|dale end farm|
i started the painting with the "figures" which in this case are the sheep in the foreground. i have been told this is a bit backward from what most painters do in terms of the "lighter to darker" mantra of watercolor guru's. i find putting in the more important objects first gives me an opportunity to judge how well i am doing with these as well as to gauge all of the other values against them. this allows me a better way to get the values right. the important thing, i think, with this method is to make sure that the objects don't look pasted on and "sit" in the scene. the way i have chosen to do that in most cases is to lose edges to surrounding structures in a few places.....like shadow sides...where the values appear similar, especially when i squint. so i did start with the two larger sheep. i used a #4 round and a variety of colors from cerulean blue, alizarin crimson permanent, and raw sienna for the lighter larger one, to ultramarine blue and burnt sienna for the smaller darker one. i created some tie-ins with the surrounding grassy areas by painting up to the edges of the sheep with a mixture of quinacridone gold and olive green (in places i believe i also used hookers green). i scratched a bit of texture into these in places with a palette knife.

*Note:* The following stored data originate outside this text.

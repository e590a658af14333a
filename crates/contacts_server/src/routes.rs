//! Contact HTTP routes.
//!
//! Endpoints:
//! - `GET /contacts` - list every contact
//! - `GET /contacts/:id` - fetch one contact
//! - `POST /create_contact` - create a contact
//! - `PATCH /update_contact/:id` - partial update
//! - `DELETE /delete_contact/:id` - delete a contact
//! - `GET /health` - liveness check

use axum::{
    extract::{rejection::JsonRejection, rejection::PathRejection, Path, State},
    http::StatusCode,
    routing::{delete, get, patch, post},
    Json, Router,
};
use contacts_core::{core_version, Contact, ContactId, ContactPatch, NewContact};
use serde::{Deserialize, Serialize};
use serde_json::{json, Value};

use crate::error::{ApiError, MessageResponse};
use crate::state::AppState;

// ==================
// Request/Response Types
// ==================

#[derive(Debug, Serialize)]
pub struct ContactsResponse {
    pub contacts: Vec<Contact>,
}

/// Body of `POST /create_contact`. Presence is checked by the handler so a
/// missing field yields the fixed validation message, not a parser error.
#[derive(Debug, Default, Deserialize)]
#[serde(rename_all = "camelCase")]
pub struct CreateContactRequest {
    pub first_name: Option<String>,
    pub last_name: Option<String>,
    pub email: Option<String>,
}

impl CreateContactRequest {
    /// Returns the new contact when every field is present and non-empty.
    pub fn into_new_contact(self) -> Option<NewContact> {
        let required = |value: Option<String>| value.filter(|value| !value.is_empty());
        Some(NewContact {
            first_name: required(self.first_name)?,
            last_name: required(self.last_name)?,
            email: required(self.email)?,
        })
    }
}

/// Body of `PATCH /update_contact/:id`.
///
/// An absent (or `null`) key keeps the stored value; any string, including
/// `""`, overwrites it.
#[derive(Debug, Default, Deserialize)]
#[serde(rename_all = "camelCase")]
pub struct UpdateContactRequest {
    pub first_name: Option<String>,
    pub last_name: Option<String>,
    pub email: Option<String>,
}

impl From<UpdateContactRequest> for ContactPatch {
    fn from(value: UpdateContactRequest) -> Self {
        Self {
            first_name: value.first_name,
            last_name: value.last_name,
            email: value.email,
        }
    }
}

// ==================
// Routes
// ==================

/// Builds the contact routes bound to `state`.
pub fn contact_routes(state: AppState) -> Router {
    Router::new()
        .route("/contacts", get(list_contacts))
        .route("/contacts/:id", get(get_contact))
        .route("/create_contact", post(create_contact))
        .route("/update_contact/:id", patch(update_contact))
        .route("/delete_contact/:id", delete(delete_contact))
        .with_state(state)
}

pub fn health_routes() -> Router {
    Router::new().route("/health", get(health))
}

// ==================
// Handlers
// ==================

async fn health() -> Json<Value> {
    Json(json!({
        "status": "ok",
        "version": core_version(),
    }))
}

async fn list_contacts(State(state): State<AppState>) -> Result<Json<ContactsResponse>, ApiError> {
    let contacts = state
        .run(|service| Ok(service.list_contacts()?))
        .await?;
    Ok(Json(ContactsResponse { contacts }))
}

async fn get_contact(
    State(state): State<AppState>,
    id: Result<Path<ContactId>, PathRejection>,
) -> Result<Json<Contact>, ApiError> {
    let id = contact_id(id)?;
    let contact = state
        .run(move |service| service.get_contact(id)?.ok_or(ApiError::ContactNotFound))
        .await?;
    Ok(Json(contact))
}

async fn create_contact(
    State(state): State<AppState>,
    payload: Result<Json<CreateContactRequest>, JsonRejection>,
) -> Result<(StatusCode, Json<MessageResponse>), ApiError> {
    let Json(request) = payload?;
    let new_contact = request
        .into_new_contact()
        .ok_or(ApiError::MissingContactFields)?;

    state
        .run(move |service| Ok(service.create_contact(&new_contact)?))
        .await?;

    Ok((
        StatusCode::CREATED,
        Json(MessageResponse::new("User created")),
    ))
}

async fn update_contact(
    State(state): State<AppState>,
    id: Result<Path<ContactId>, PathRejection>,
    payload: Result<Json<UpdateContactRequest>, JsonRejection>,
) -> Result<Json<MessageResponse>, ApiError> {
    let id = contact_id(id)?;

    state
        .run(move |service| {
            // Unknown ids are reported before the body is looked at.
            if service.get_contact(id)?.is_none() {
                return Err(ApiError::ContactNotFound);
            }
            let Json(request) = payload?;
            service.update_contact(id, &ContactPatch::from(request))?;
            Ok(())
        })
        .await?;

    Ok(Json(MessageResponse::new("User updated")))
}

async fn delete_contact(
    State(state): State<AppState>,
    id: Result<Path<ContactId>, PathRejection>,
) -> Result<Json<MessageResponse>, ApiError> {
    let id = contact_id(id)?;

    state
        .run(move |service| Ok(service.delete_contact(id)?))
        .await?;

    Ok(Json(MessageResponse::new("User deleted")))
}

/// Non-integer ids cannot name a contact, so they read as not-found.
fn contact_id(id: Result<Path<ContactId>, PathRejection>) -> Result<ContactId, ApiError> {
    id.map(|Path(id)| id).map_err(|_| ApiError::ContactNotFound)
}
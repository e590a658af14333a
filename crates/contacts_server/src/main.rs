//! Contacts server entry point.

use clap::Parser;
use contacts_server::{serve, Cli, ServerConfig};
use std::process::ExitCode;

#[tokio::main]
async fn main() -> ExitCode {
    let config = ServerConfig::from(Cli::parse());

    if let Err(err) = contacts_core::init_logging(&config.log_level, config.log_dir.as_deref()) {
        eprintln!("failed to initialize logging: {err}");
        return ExitCode::FAILURE;
    }

    match serve(config).await {
        Ok(()) => ExitCode::SUCCESS,
        Err(err) => {
            log::error!("event=server_exit module=http status=error error={err}");
            eprintln!("contacts-server: {err}");
            ExitCode::FAILURE
        }
    }
}
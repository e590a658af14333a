//! Domain model for the contacts store.
//!
//! # Responsibility
//! - Define canonical data structures used by repository and service code.
//!
//! # Invariants
//! - Every contact is identified by a storage-assigned `ContactId`.
//! - Deletion is a hard delete; there are no tombstones.

pub mod contact;
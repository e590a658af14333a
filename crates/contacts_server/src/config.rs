//! Server configuration.
//!
//! # Responsibility
//! - Define listener, storage, logging and CORS settings.
//! - Parse them from command-line flags with environment fallbacks.

use clap::Parser;
use contacts_core::default_log_level;
use serde::{Deserialize, Serialize};

/// `database` value selecting a throwaway in-memory store.
pub const IN_MEMORY_DATABASE: &str = ":memory:";

const DEFAULT_HOST: &str = "127.0.0.1";
const DEFAULT_PORT: u16 = 5000;
const DEFAULT_DATABASE: &str = "contacts.db";

/// Runtime configuration for the contacts HTTP server.
#[derive(Debug, Clone, PartialEq, Eq, Serialize, Deserialize)]
pub struct ServerConfig {
    /// Host to bind to (default: "127.0.0.1")
    #[serde(default = "default_host")]
    pub host: String,

    /// Port to bind to (default: 5000)
    #[serde(default = "default_port")]
    pub port: u16,

    /// SQLite file path, or `:memory:` (default: "contacts.db")
    #[serde(default = "default_database")]
    pub database: String,

    /// One of `trace|debug|info|warn|error`
    #[serde(default = "default_level")]
    pub log_level: String,

    /// Absolute directory for rolling log files; stderr when unset
    #[serde(default)]
    pub log_dir: Option<String>,

    /// Allowed CORS origins; any origin when empty
    #[serde(default)]
    pub cors_origins: Vec<String>,
}

fn default_host() -> String {
    DEFAULT_HOST.to_string()
}

fn default_port() -> u16 {
    DEFAULT_PORT
}

fn default_database() -> String {
    DEFAULT_DATABASE.to_string()
}

fn default_level() -> String {
    default_log_level().to_string()
}

impl Default for ServerConfig {
    fn default() -> Self {
        Self {
            host: default_host(),
            port: default_port(),
            database: default_database(),
            log_level: default_level(),
            log_dir: None,
            cors_origins: Vec::new(),
        }
    }
}

impl ServerConfig {
    /// Config backed by an in-memory database; handy for tests.
    pub fn in_memory() -> Self {
        Self {
            database: IN_MEMORY_DATABASE.to_string(),
            ..Default::default()
        }
    }

    /// Get the socket address string
    pub fn socket_addr(&self) -> String {
        format!("{}:{}", self.host, self.port)
    }

    pub fn is_in_memory(&self) -> bool {
        self.database == IN_MEMORY_DATABASE
    }
}

/// Contacts HTTP service
#[derive(Parser, Debug)]
#[command(name = "contacts-server")]
#[command(version, about, long_about = None)]
pub struct Cli {
    /// Host to bind to
    #[arg(long, env = "CONTACTS_HOST", default_value = DEFAULT_HOST)]
    pub host: String,

    /// Port to listen on
    #[arg(long, env = "CONTACTS_PORT", default_value_t = DEFAULT_PORT)]
    pub port: u16,

    /// SQLite database file, or `:memory:`
    #[arg(long, env = "CONTACTS_DATABASE", default_value = DEFAULT_DATABASE)]
    pub database: String,

    /// Log level (trace|debug|info|warn|error)
    #[arg(long, env = "CONTACTS_LOG_LEVEL")]
    pub log_level: Option<String>,

    /// Absolute directory for rolling log files
    #[arg(long, env = "CONTACTS_LOG_DIR")]
    pub log_dir: Option<String>,

    /// Allowed CORS origin; repeat or comma-separate for several
    #[arg(long = "cors-origin", env = "CONTACTS_CORS_ORIGINS", value_delimiter = ',')]
    pub cors_origins: Vec<String>,
}

impl From<Cli> for ServerConfig {
    fn from(cli: Cli) -> Self {
        Self {
            host: cli.host,
            port: cli.port,
            database: cli.database,
            log_level: cli.log_level.unwrap_or_else(default_level),
            log_dir: cli.log_dir,
            cors_origins: cli.cors_origins,
        }
    }
}
//! Core use-case services.
//!
//! # Responsibility
//! - Orchestrate repository calls into use-case level APIs.
//! - Keep HTTP layers decoupled from storage details.

pub mod contact_service;
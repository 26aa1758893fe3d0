//! Audio inspection for synthesized WAV payloads.

mod wav;

pub use wav::{format_duration, wav_duration};

#[cfg(test)]
pub use wav::test_wav;
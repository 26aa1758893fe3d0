//! Sentence boundary heuristic.
//!
//! A boundary sits right after `.` or `?` when whitespace follows and the next
//! non-space character is uppercase (or the text ends). Candidates after
//! abbreviations like "U.S.", "Mr." and single-letter initials ("J. Smith")
//! are ignored. Decimals, ellipses and rarer abbreviations can still split
//! wrongly.

use regex::Regex;
use std::sync::OnceLock;

/// Global pattern instance (lazy initialization).
static SENTENCE_END: OnceLock<Regex> = OnceLock::new();

fn sentence_end() -> &'static Regex {
    SENTENCE_END.get_or_init(|| {
        Regex::new(r"[.?]\s+(?:\p{Lu}|$)").expect("sentence boundary pattern should compile")
    })
}

/// Split text into untrimmed sentence slices that partition the input.
///
/// Concatenating the returned slices yields `text` exactly.
pub fn split_sentences(text: &str) -> Vec<&str> {
    let mut sentences = Vec::new();
    let mut start = 0;

    for m in sentence_end().find_iter(text) {
        // The punctuation is a single ASCII byte
        let boundary = m.start() + 1;
        if is_abbreviation(&text[..boundary]) {
            continue;
        }
        sentences.push(&text[start..boundary]);
        start = boundary;
    }

    if start < text.len() {
        sentences.push(&text[start..]);
    }

    sentences
}

/// Check whether the text ending in `.`/`?` ends with an abbreviation or initial.
fn is_abbreviation(prefix: &str) -> bool {
    let mut rev = prefix.chars().rev();
    let punct = rev.next();
    let c1 = rev.next();
    let c2 = rev.next();
    let c3 = rev.next();

    // "U.S." / "e.g."
    if let (Some(c1), Some('.'), Some(c3)) = (c1, c2, c3) {
        if is_word_char(c1) && is_word_char(c3) {
            return true;
        }
    }

    if punct != Some('.') {
        return false;
    }

    match (c1, c2) {
        // "Mr." / "Dr."
        (Some(c1), Some(c2)) if c2.is_ascii_uppercase() && c1.is_ascii_lowercase() => true,
        // Lone initial: "J." at the start of the text or after a non-word character
        (Some(c1), c2) if c1.is_uppercase() => c2.is_none_or(|c| !is_word_char(c)),
        _ => false,
    }
}

fn is_word_char(c: char) -> bool {
    c.is_alphanumeric() || c == '_'
}
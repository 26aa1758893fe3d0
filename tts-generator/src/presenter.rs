//! HTML rendering for the web UI.
//!
//! Every function returns a self-contained fragment so results can be
//! streamed to the browser one chunk at a time.

use base64::{Engine as _, engine::general_purpose::STANDARD as BASE64};
use std::fmt::Write as _;
use std::time::Duration;
use tts_client::voice::{
    MAX_PITCH, MAX_SPEAKING_RATE, MIN_PITCH, MIN_SPEAKING_RATE, PRESET_VOICES,
};
use tts_client::VoiceConfig;

use crate::audio::format_duration;
use crate::generator::SynthesisResult;

/// Characters of the uploaded text shown before generation starts.
pub const PREVIEW_CHARS: usize = 500;

const STYLE: &str = "body{font-family:sans-serif;max-width:48rem;margin:2rem auto;padding:0 1rem;line-height:1.5}\
details{margin:1rem 0 .25rem}summary{cursor:pointer;font-weight:bold}\
.warning{background:#fff4d6;padding:.75rem;border-left:4px solid #e0a800}\
.error{background:#fde2e1;padding:.75rem;border-left:4px solid #d93025}\
.cost{color:red}audio{width:100%}label{display:block;margin-top:.75rem}";

/// Document head and page title.
pub fn page_start() -> String {
    format!(
        "<!DOCTYPE html>\n<html lang=\"en\">\n<head>\n<meta charset=\"utf-8\">\n\
         <title>Text to Speech</title>\n<style>{}</style>\n</head>\n<body>\n<h1>Text to Speech</h1>\n",
        STYLE
    )
}

/// Cost notice, setup notes, and closing tags.
pub fn page_end() -> String {
    concat!(
        "<p class=\"cost\"><strong>Important:</strong> Using the Text-to-Speech API incurs costs. ",
        "See <a href=\"https://cloud.google.com/text-to-speech/pricing\">pricing</a>.</p>\n",
        "<hr>\n<h2>Important Notes</h2>\n<ul>\n",
        "<li><strong>Google Cloud Project:</strong> the Text-to-Speech API must be enabled ",
        "on a project with billing.</li>\n",
        "<li><strong>Authentication:</strong> set <code>GOOGLE_API_KEY</code> or ",
        "<code>GOOGLE_OAUTH_ACCESS_TOKEN</code>, or run ",
        "<code>gcloud auth application-default login</code>.</li>\n",
        "<li><strong>Service Account Key (for deployment):</strong> point ",
        "<code>GOOGLE_APPLICATION_CREDENTIALS</code> at the JSON key supplied by your ",
        "hosting platform's secret storage.</li>\n",
        "<li><strong>Large Files:</strong> long documents are split into chunks and can be ",
        "slow and expensive to generate.</li>\n",
        "<li><strong>Encoding:</strong> files are read as UTF-8; invalid bytes are replaced.</li>\n",
        "</ul>\n</body>\n</html>\n"
    )
    .to_string()
}

/// Upload form with voice, speaking rate and pitch controls.
pub fn upload_form(defaults: &VoiceConfig) -> String {
    let mut options = String::new();
    for voice in PRESET_VOICES {
        let selected = if *voice == defaults.voice { " selected" } else { "" };
        let _ = writeln!(options, "<option value=\"{0}\"{1}>{0}</option>", voice, selected);
    }

    format!(
        "<form action=\"/generate\" method=\"post\" enctype=\"multipart/form-data\">\n\
         <label>Choose a text file <input type=\"file\" name=\"file\" accept=\".txt,text/plain\"></label>\n\
         <details>\n<summary>Advanced Options</summary>\n\
         <label>Voice <select name=\"voice\">\n{options}</select></label>\n\
         <label>Speaking Rate <input type=\"number\" name=\"speaking_rate\" min=\"{rate_min}\" max=\"{rate_max}\" step=\"0.05\" value=\"{rate}\"></label>\n\
         <label>Pitch <input type=\"number\" name=\"pitch\" min=\"{pitch_min}\" max=\"{pitch_max}\" step=\"0.5\" value=\"{pitch}\"></label>\n\
         </details>\n\
         <p><button type=\"submit\">Generate Audio</button></p>\n</form>\n",
        options = options,
        rate_min = MIN_SPEAKING_RATE,
        rate_max = MAX_SPEAKING_RATE,
        rate = defaults.speaking_rate,
        pitch_min = MIN_PITCH,
        pitch_max = MAX_PITCH,
        pitch = defaults.pitch,
    )
}

/// The whole landing page.
pub fn index_page(defaults: &VoiceConfig) -> String {
    let mut page = page_start();
    page.push_str(&upload_form(defaults));
    page.push_str(&page_end());
    page
}

/// The first characters of the uploaded text.
pub fn preview(text: &str) -> String {
    let mut shown: String = text.chars().take(PREVIEW_CHARS).collect();
    if text.chars().nth(PREVIEW_CHARS).is_some() {
        shown.push_str("...");
    }
    format!(
        "<h2>Original Text (First {} Characters):</h2>\n<pre style=\"white-space:pre-wrap\">{}</pre>\n",
        PREVIEW_CHARS,
        escape_html(&shown)
    )
}

/// Expander with the chunk text, file name heading, player and download link.
pub fn chunk(result: &SynthesisResult) -> String {
    let filename = escape_html(&result.filename);
    let uri = data_uri(&result.audio);
    let duration = result
        .duration
        .map(|d| format!(" <small>({})</small>", format_duration(d)))
        .unwrap_or_default();

    format!(
        "<details>\n<summary>Processed chunk {index} of {total}</summary>\n<p>{text}</p>\n</details>\n\
         <h3>{filename}{duration}</h3>\n\
         <audio controls src=\"{uri}\"></audio>\n\
         <p><a download=\"{filename}\" href=\"{uri}\">Download {filename}</a></p>\n",
        index = result.index,
        total = result.total,
        text = escape_html(&result.text),
        filename = filename,
        duration = duration,
        uri = uri,
    )
}

/// Closing line after every chunk succeeded.
pub fn summary(results: &[SynthesisResult]) -> String {
    let total: Duration = results.iter().filter_map(|r| r.duration).sum();
    format!(
        "<p><strong>Done:</strong> {} chunk(s), {} of audio.</p>\n<p><a href=\"/\">Convert another file</a></p>\n",
        results.len(),
        format_duration(total)
    )
}

/// A user-facing warning (not an error).
pub fn warning(message: &str) -> String {
    format!("<p class=\"warning\">{}</p>\n<p><a href=\"/\">Back</a></p>\n", escape_html(message))
}

/// The single error message for a failed run.
pub fn error(message: &str) -> String {
    format!(
        "<p class=\"error\">Text-to-Speech Error: {}</p>\n<p class=\"error\">Audio generation failed.</p>\n<p><a href=\"/\">Back</a></p>\n",
        escape_html(message)
    )
}

/// `data:` URI carrying the WAV bytes.
pub fn data_uri(audio: &[u8]) -> String {
    format!("data:audio/wav;base64,{}", BASE64.encode(audio))
}

/// Escape text for HTML element content and double-quoted attributes.
fn escape_html(value: &str) -> String {
    let mut escaped = String::with_capacity(value.len());

    for c in value.chars() {
        match c {
            '&' => escaped.push_str("&amp;"),
            '<' => escaped.push_str("&lt;"),
            '>' => escaped.push_str("&gt;"),
            '"' => escaped.push_str("&quot;"),
            '\'' => escaped.push_str("&#39;"),
            _ => escaped.push(c),
        }
    }

    escaped
}
use async_trait::async_trait;

use crate::error::Result;
use crate::voice::VoiceConfig;

/// One chunk of text to synthesize
#[derive(Debug, Clone)]
pub struct SynthesisRequest {
    pub text: String,
    pub voice: VoiceConfig,
}

impl SynthesisRequest {
    pub fn new(text: impl Into<String>, voice: VoiceConfig) -> Self {
        Self {
            text: text.into(),
            voice,
        }
    }
}

/// Audio returned by a synthesizer
#[derive(Debug, Clone)]
pub struct SynthesisResponse {
    /// LINEAR16 PCM in a WAV container
    pub audio: Vec<u8>,
}

/// Trait for speech synthesis backends
#[async_trait]
pub trait SpeechSynthesizer: Send + Sync {
    /// Convert one chunk of text into audio
    async fn synthesize(&self, request: &SynthesisRequest) -> Result<SynthesisResponse>;

    /// Get the backend name for display
    fn name(&self) -> &'static str;

    /// Check if the backend is usable (credentials resolved, etc.)
    fn is_available(&self) -> Result<()>;
}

|first steps on "dale end farm"|
because at this stage of my painting "career" i am having trouble with skies that have white clouds in them, i thought that i should tackle the sky next before i invested too much time in this painting in case that the sky did not turn out well and i wanted to abandon the effort and start over. how's that for confidence? to begin this process i lightly ran a 1" flat over the sky area and down to the fence/shrub line with clear water making sure that i skipped some areas so that there were several dry spots. i then ran over splotches of cobalt blue dulled with just a bit of raw sienna (i think cobalt blue right out of the tube is a little too "sweet" for lack of words to use in the sky). by leaving the dry areas i got a hard edges there and a soft, mingled edges in the damp areas. i further grayed the blue with burnt sienna nearer the hill tops as i moved down. when this wash was just barely damp i added the far hillside with a wash of cobalt blue with burnt sienna so that the edge was softer than if it was done over bone dry paper. this i hoped would create some atmospheric perspective pushing the hills into the distance. i worked on the house/barn/hedgerow mid ground while that dried. i used a #6 round with mixes of the colors i have already used, but in appropriate values, as i moved left to right doing everything in, more or less, one step. i have to be careful doing this not to get one big blur...getting just the right amount of water in the brush i think is key. at this point the far hills were dry and i did have to let the mid ground dry before adding the greenish, near hillside with a mix of hookers green, burnt sienna, olive green, quinacridone gold, and one of the blues (cobalt i think but i wouldn't rule out ultramarine in places....sometimes i'm not real sure at the time as i just sort of stick my brush in a well that i think looks right value/tint-wise). i used the 1" flat for this work. the negative painting around the slats of the white fence was most tedious and i did it with a #2 round. it probably would have been easier to keep the fence dark as in the reference photo, but i thought that it would look better white. so i have no one to blame for this extra work but myself. that will be all for now and i hope to finish up later today or tomorrow.
i do HAVE to get the paintings for the upcoming "art fair on the green" at the end of the month mounted, matted, and framed this week as well. since i am too cheap to pay someone to do this i will have to take time away from painting to do it myself. luckily i have only about 10 feet of wall space so ten or so plus some extras just matted and put in stretch wrap should suffice. until later....be well.